Tuesday, July 27, 2010

People are so weak!!

Yo

Why do people feel the need to believe in some invisible man in the sky ? 
I know this is a touchy topic but this is just My opinion about it. People say that by doing good things "God" will make their life happier and accept them in heaven when they die. Doing bad stuff is well, bad. 
Religion has always preached the same thing for the past forever. 

This is how I see things....

Why is it that when someone that doesn't believe does good things, good things happen to him ? 
One might say that "God" Look upon us all, believers or not. But then they come and tell us, if we don't believe we go to Hell... So there again is a contradiction imo. 

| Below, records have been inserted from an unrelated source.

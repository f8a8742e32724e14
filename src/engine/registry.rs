//! Placed objects, in placement order
//!
//! The registry owns every placed object from the moment it is placed until a
//! remove-all. Clearing removes the scene nodes in the same call, so the
//! registry never points at a node the runtime no longer has.

use cgmath::Vector3;
use log::{debug, warn};

use crate::gfx::scene::{NodeId, RenderRuntime};

/// Identifier handed out per placement
#[derive(Debug, Clone, Copy, PartialEq, Eq, Hash, PartialOrd, Ord)]
pub struct ObjectId(pub u64);

/// One die on a surface
#[derive(Debug, Clone, PartialEq)]
pub struct PlacedObject {
    pub id: ObjectId,
    /// Scene node drawing the object; its orientation accumulates rolls
    pub node: NodeId,
    /// World position at placement time
    pub position: Vector3<f32>,
}

#[derive(Debug, Default)]
pub struct ObjectRegistry {
    objects: Vec<PlacedObject>,
}

impl ObjectRegistry {
    pub fn new() -> Self {
        Self::default()
    }

    /// Adds an object at the end. Returns false, leaving the registry
    /// unchanged, if its id or node is already registered.
    pub fn append(&mut self, object: PlacedObject) -> bool {
        if self
            .objects
            .iter()
            .any(|o| o.id == object.id || o.node == object.node)
        {
            warn!("object {:?} already registered", object.id);
            return false;
        }
        self.objects.push(object);
        true
    }

    /// Visits every object in placement order
    pub fn for_each<F: FnMut(&PlacedObject)>(&self, f: F) {
        self.objects.iter().for_each(f);
    }

    pub fn iter(&self) -> std::slice::Iter<'_, PlacedObject> {
        self.objects.iter()
    }

    pub fn len(&self) -> usize {
        self.objects.len()
    }

    pub fn is_empty(&self) -> bool {
        self.objects.is_empty()
    }

    /// Removes every object from the scene and from the registry.
    /// Returns how many objects were removed.
    pub fn clear<R: RenderRuntime + ?Sized>(&mut self, runtime: &mut R) -> usize {
        let count = self.objects.len();
        for object in self.objects.drain(..) {
            if !runtime.remove_node(object.node) {
                debug!("node of object {:?} was already gone", object.id);
            }
        }
        count
    }
}

impl<'a> IntoIterator for &'a ObjectRegistry {
    type Item = &'a PlacedObject;
    type IntoIter = std::slice::Iter<'a, PlacedObject>;

    fn into_iter(self) -> Self::IntoIter {
        self.objects.iter()
    }
}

Ugh!!  I have so much  in mind to say but this topic bored me already. Fuck that, God is wrong.

Anything and EVERYTHING you do is YOU who brings it upon yourself. If you're negative Shit happens all the time because all you do is look at the shit in life.

Why is it that a happy person is happy ? Do you think they allow bs in their life ? You have the power to control what affects you and what doesn't. 

The end... ugh!!!

Saturday, July 24, 2010

I'm so angry I am at a loss of words, but not really.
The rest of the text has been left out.